*** MATERIAL FOR THIS EXERCISE ***

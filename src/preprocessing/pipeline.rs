//! Transformation pipeline applier

use super::TransformerRegistry;
use crate::config::ResidualMissing;
use crate::dataset::{missing_counts, total_missing, MissingCount};
use crate::error::{ErrorKind, Result};
use crate::plan::TransformationStep;
use polars::prelude::*;
use serde::{Deserialize, Serialize};
use std::sync::Arc;
use std::time::Instant;
use tracing::{debug, info, warn};

/// Outcome of a single step
#[derive(Debug, Clone, PartialEq, Serialize, Deserialize)]
#[serde(tag = "status", rename_all = "snake_case")]
pub enum StepStatus {
    Applied,
    Failed { kind: ErrorKind, message: String },
}

/// Report entry for one plan step
#[derive(Debug, Clone, PartialEq, Serialize, Deserialize)]
pub struct StepReport {
    pub index: usize,
    pub transformer: String,
    pub columns: Vec<String>,
    #[serde(flatten)]
    pub status: StepStatus,
}

impl StepReport {
    pub fn is_applied(&self) -> bool {
        matches!(self.status, StepStatus::Applied)
    }
}

/// Transformed frame plus what happened on the way
#[derive(Debug, Clone)]
pub struct PipelineOutcome {
    pub frame: DataFrame,
    pub steps: Vec<StepReport>,
    pub missing_before: Vec<MissingCount>,
    pub missing_after: Vec<MissingCount>,
}

/// Applies plan steps in order, isolating per-step failures
#[derive(Debug, Clone)]
pub struct PipelineApplier {
    registry: Arc<TransformerRegistry>,
    residual: ResidualMissing,
}

impl PipelineApplier {
    pub fn new(registry: Arc<TransformerRegistry>) -> Self {
        Self {
            registry,
            residual: ResidualMissing::default(),
        }
    }

    /// Builder method to set the residual missing policy
    pub fn with_residual_missing(mut self, policy: ResidualMissing) -> Self {
        self.residual = policy;
        self
    }

    /// Run every step, then the backfill pass.
    ///
    /// A failing step is recorded and skipped; the next step sees the frame
    /// as it was before the failure. Only the backfill pass can return an error.
    pub fn apply(&self, steps: &[TransformationStep], frame: &DataFrame) -> Result<PipelineOutcome> {
        let start = Instant::now();
        let missing_before = missing_counts(frame);
        info!(
            rows = frame.height(),
            columns = frame.width(),
            missing = total_missing(frame),
            steps = steps.len(),
            "Applying transformation pipeline"
        );
        for count in missing_before.iter().filter(|c| c.missing > 0) {
            debug!(column = %count.column, missing = count.missing, "Missing values before pipeline");
        }

        let mut current = frame.clone();
        let mut reports = Vec::with_capacity(steps.len());

        for (index, step) in steps.iter().enumerate() {
            let status = match self.registry.apply(step, &current) {
                Ok(next) => {
                    debug!(index, transformer = %step.transformer, columns = ?step.columns, "Step applied");
                    current = next;
                    StepStatus::Applied
                }
                Err(e) => {
                    warn!(index, transformer = %step.transformer, error = %e, "Step failed, skipping");
                    StepStatus::Failed {
                        kind: e.kind(),
                        message: e.to_string(),
                    }
                }
            };
            reports.push(StepReport {
                index,
                transformer: step.transformer.clone(),
                columns: step.columns.clone(),
                status,
            });
        }

        let frame = self.fill_remaining(current)?;
        let missing_after = missing_counts(&frame);
        let residual = total_missing(&frame);
        if residual > 0 {
            for count in missing_after.iter().filter(|c| c.missing > 0) {
                warn!(column = %count.column, missing = count.missing, "Missing values remain after backfill");
            }
        }

        info!(
            applied = reports.iter().filter(|r| r.is_applied()).count(),
            failed = reports.iter().filter(|r| !r.is_applied()).count(),
            residual_missing = residual,
            elapsed_ms = start.elapsed().as_millis() as u64,
            "Pipeline complete"
        );

        Ok(PipelineOutcome {
            frame,
            steps: reports,
            missing_before,
            missing_after,
        })
    }

    /// Backward-fill every column, then apply the residual policy
    fn fill_remaining(&self, frame: DataFrame) -> Result<DataFrame> {
        let columns = frame
            .get_columns()
            .iter()
            .map(|column| {
                let series = column.as_materialized_series();
                let mut filled = series.fill_null(FillNullStrategy::Backward(None))?;
                if self.residual == ResidualMissing::ForwardFill {
                    filled = filled.fill_null(FillNullStrategy::Forward(None))?;
                }
                Ok(filled.into_column())
            })
            .collect::<Result<Vec<_>>>()?;
        Ok(DataFrame::new(columns)?)
    }
}

#[cfg(test)]
mod tests {
    use super::*;
    use crate::error::ErrorKind;

    fn applier() -> PipelineApplier {
        PipelineApplier::new(Arc::new(TransformerRegistry::builtin()))
    }

    fn sample_df() -> DataFrame {
        df!(
            "a" => &[None, Some(2.0), None, Some(4.0)],
            "b" => &[Some("x"), None, Some("y"), None],
        )
        .unwrap()
    }

    #[test]
    fn test_empty_plan_backfills() {
        let out = applier().apply(&[], &sample_df()).unwrap();
        let a: Vec<Option<f64>> = out.frame.column("a").unwrap().f64().unwrap().into_iter().collect();
        assert_eq!(a, vec![Some(2.0), Some(2.0), Some(4.0), Some(4.0)]);
        // trailing gap in b has no later value
        assert_eq!(out.frame.column("b").unwrap().null_count(), 1);
        assert_eq!(out.missing_before[0].missing, 2);
        assert_eq!(out.missing_after[1].missing, 1);
        assert!(out.steps.is_empty());
    }

    #[test]
    fn test_forward_fill_residuals() {
        let out = applier()
            .with_residual_missing(ResidualMissing::ForwardFill)
            .apply(&[], &sample_df())
            .unwrap();
        assert_eq!(out.frame.column("b").unwrap().str().unwrap().get(3), Some("y"));
    }

    #[test]
    fn test_failed_step_is_isolated() {
        let steps = vec![
            TransformationStep::new("PCA", ["a"]),
            TransformationStep::new("SimpleImputer", ["a"]).with_param("strategy", "constant"),
            TransformationStep::new("SimpleImputer", ["a"])
                .with_param("strategy", "constant")
                .with_param("fill_value", 0),
        ];
        let out = applier().apply(&steps, &sample_df()).unwrap();
        assert_eq!(out.steps.len(), 3);
        assert!(matches!(
            out.steps[0].status,
            StepStatus::Failed { kind: ErrorKind::UnknownTransformer, .. }
        ));
        assert!(matches!(
            out.steps[1].status,
            StepStatus::Failed { kind: ErrorKind::MissingParameter, .. }
        ));
        assert!(out.steps[2].is_applied());
        assert_eq!(out.frame.column("a").unwrap().f64().unwrap().get(0), Some(0.0));
    }

    #[test]
    fn test_unknown_step_equals_skipping_it() {
        let valid = TransformationStep::new("MinMaxScaler", ["a"]);
        let with_unknown = vec![TransformationStep::new("Normalizer", ["a"]), valid.clone()];
        let without = vec![valid];
        let df = sample_df();
        let left = applier().apply(&with_unknown, &df).unwrap().frame;
        let right = applier().apply(&without, &df).unwrap().frame;
        assert!(left.equals_missing(&right));
    }

    #[test]
    fn test_step_report_serialization() {
        let report = StepReport {
            index: 0,
            transformer: "PCA".to_string(),
            columns: vec!["a".to_string()],
            status: StepStatus::Failed {
                kind: ErrorKind::UnknownTransformer,
                message: "Unknown transformer: PCA".to_string(),
            },
        };
        let json = serde_json::to_value(&report).unwrap();
        assert_eq!(json["status"], "failed");
        assert_eq!(json["kind"], "unknown_transformer");
    }
}
//! Training executor: construct, fit and score every candidate in order

use super::{Model, ModelRegistry};
use crate::error::{ErrorKind, PlanError};
use crate::plan::{ModelSpec, TaskKind};
use ndarray::{Array1, Array2};
use serde::{Deserialize, Serialize};
use std::sync::Arc;
use std::time::Instant;
use tracing::{info, warn};

/// Matrices handed to the executor
#[derive(Debug, Clone)]
pub enum TrainingData {
    Supervised {
        x_train: Array2<f64>,
        y_train: Array1<f64>,
        x_test: Array2<f64>,
        y_test: Array1<f64>,
    },
    Unsupervised {
        x: Array2<f64>,
    },
}

impl TrainingData {
    pub fn n_features(&self) -> usize {
        match self {
            TrainingData::Supervised { x_train, .. } => x_train.ncols(),
            TrainingData::Unsupervised { x } => x.ncols(),
        }
    }
}

/// Score of one candidate, or why it has none
#[derive(Debug, Clone, PartialEq, Serialize, Deserialize)]
#[serde(untagged)]
pub enum CandidateScore {
    Value(f64),
    Unavailable { unavailable: String },
}

impl CandidateScore {
    pub fn unavailable(reason: impl Into<String>) -> Self {
        CandidateScore::Unavailable {
            unavailable: reason.into(),
        }
    }

    pub fn value(&self) -> Option<f64> {
        match self {
            CandidateScore::Value(v) => Some(*v),
            CandidateScore::Unavailable { .. } => None,
        }
    }
}

/// Error recorded against a candidate
#[derive(Debug, Clone, PartialEq, Serialize, Deserialize)]
pub struct CandidateError {
    pub kind: ErrorKind,
    pub message: String,
}

impl From<&PlanError> for CandidateError {
    fn from(err: &PlanError) -> Self {
        Self {
            kind: err.kind(),
            message: err.to_string(),
        }
    }
}

/// Result of one candidate
#[derive(Debug, Clone, PartialEq, Serialize, Deserialize)]
pub struct CandidateOutcome {
    pub model_name: String,
    pub score: CandidateScore,
    #[serde(default, skip_serializing_if = "Option::is_none")]
    pub error: Option<CandidateError>,
    /// Wall time spent in `fit`
    pub fit_seconds: f64,
}

impl CandidateOutcome {
    /// A candidate that failed before or during fitting
    pub fn failed(model_name: &str, err: &PlanError, fit_seconds: f64) -> Self {
        Self {
            model_name: model_name.to_string(),
            score: CandidateScore::unavailable(err.to_string()),
            error: Some(err.into()),
            fit_seconds,
        }
    }

    pub fn is_success(&self) -> bool {
        self.error.is_none()
    }
}

/// Runs candidate lists against one registry
#[derive(Debug, Clone)]
pub struct TrainingExecutor {
    registry: Arc<ModelRegistry>,
}

impl TrainingExecutor {
    pub fn new(registry: Arc<ModelRegistry>) -> Self {
        Self { registry }
    }

    /// One outcome per spec, in input order. Failures stay on their candidate.
    pub fn run(&self, task: TaskKind, specs: &[ModelSpec], data: &TrainingData) -> Vec<CandidateOutcome> {
        specs.iter().map(|spec| self.run_one(task, spec, data)).collect()
    }

    fn run_one(&self, task: TaskKind, spec: &ModelSpec, data: &TrainingData) -> CandidateOutcome {
        let mut model = match self.registry.construct(task, spec) {
            Ok(model) => model,
            Err(e) => {
                warn!(model = %spec.model_name, error = %e, "Candidate construction failed");
                return CandidateOutcome::failed(&spec.model_name, &e, 0.0);
            }
        };

        let start = Instant::now();
        let fitted = match (task.is_supervised(), data) {
            (true, TrainingData::Supervised { x_train, y_train, .. }) => model.fit(x_train, Some(y_train)),
            (false, TrainingData::Unsupervised { x }) => model.fit(x, None),
            _ => Err(PlanError::fit(
                &spec.model_name,
                format!("{} task received mismatched training data", task),
            )),
        };
        let fit_seconds = start.elapsed().as_secs_f64();

        if let Err(e) = fitted {
            warn!(model = %spec.model_name, error = %e, "Candidate fit failed");
            return CandidateOutcome::failed(&spec.model_name, &e, fit_seconds);
        }

        let score = score_candidate(model.as_ref(), data);
        match &score {
            CandidateScore::Value(v) => {
                info!(model = %spec.model_name, score = v, fit_seconds, "Candidate trained");
            }
            CandidateScore::Unavailable { unavailable } => {
                info!(model = %spec.model_name, reason = %unavailable, fit_seconds, "Candidate trained without score");
            }
        }

        CandidateOutcome {
            model_name: spec.model_name.clone(),
            score,
            error: None,
            fit_seconds,
        }
    }
}

/// Supervised models score on the held-out rows, clusterers on their own input
fn score_candidate(model: &dyn Model, data: &TrainingData) -> CandidateScore {
    let Some(scorer) = model.scorer() else {
        return CandidateScore::unavailable(format!("{} has no scoring capability", model.name()));
    };
    let result = match data {
        TrainingData::Supervised { x_test, y_test, .. } => scorer.score(x_test, Some(y_test)),
        TrainingData::Unsupervised { x } => scorer.score(x, None),
    };
    match result {
        Ok(v) => CandidateScore::Value(v),
        Err(e) => CandidateScore::unavailable(e.to_string()),
    }
}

*** End of MATERIAL FOR THIS EXERCISE ***

TASK INSTRUCTIONS: Give back exactly the lines from the beginning of the records through the line containing "pub fn with_residual_missing(mut", and only those.

THE COMPLETED TASK:
filename src/preprocessing/pipeline.rs
//! Transformation pipeline applier

use super::TransformerRegistry;
use crate::config::ResidualMissing;
use crate::dataset::{missing_counts, total_missing, MissingCount};
use crate::error::{ErrorKind, Result};
use crate::plan::TransformationStep;
use polars::prelude::*;
use serde::{Deserialize, Serialize};
use std::sync::Arc;
use std::time::Instant;
use tracing::{debug, info, warn};

/// Outcome of a single step
#[derive(Debug, Clone, PartialEq, Serialize, Deserialize)]
#[serde(tag = "status", rename_all = "snake_case")]
pub enum StepStatus {
    Applied,
    Failed { kind: ErrorKind, message: String },
}

/// Report entry for one plan step
#[derive(Debug, Clone, PartialEq, Serialize, Deserialize)]
pub struct StepReport {
    pub index: usize,
    pub transformer: String,
    pub columns: Vec<String>,
    #[serde(flatten)]
    pub status: StepStatus,
}

impl StepReport {
    pub fn is_applied(&self) -> bool {
        matches!(self.status, StepStatus::Applied)
    }
}

/// Transformed frame plus what happened on the way
#[derive(Debug, Clone)]
pub struct PipelineOutcome {
    pub frame: DataFrame,
    pub steps: Vec<StepReport>,
    pub missing_before: Vec<MissingCount>,
    pub missing_after: Vec<MissingCount>,
}

/// Applies plan steps in order, isolating per-step failures
#[derive(Debug, Clone)]
pub struct PipelineApplier {
    registry: Arc<TransformerRegistry>,
    residual: ResidualMissing,
}

impl PipelineApplier {
    pub fn new(registry: Arc<TransformerRegistry>) -> Self {
        Self {
            registry,
            residual: ResidualMissing::default(),
        }
    }

    /// Builder method to set the residual missing policy
    pub fn with_residual_missing(mut self, policy: ResidualMissing) -> Self {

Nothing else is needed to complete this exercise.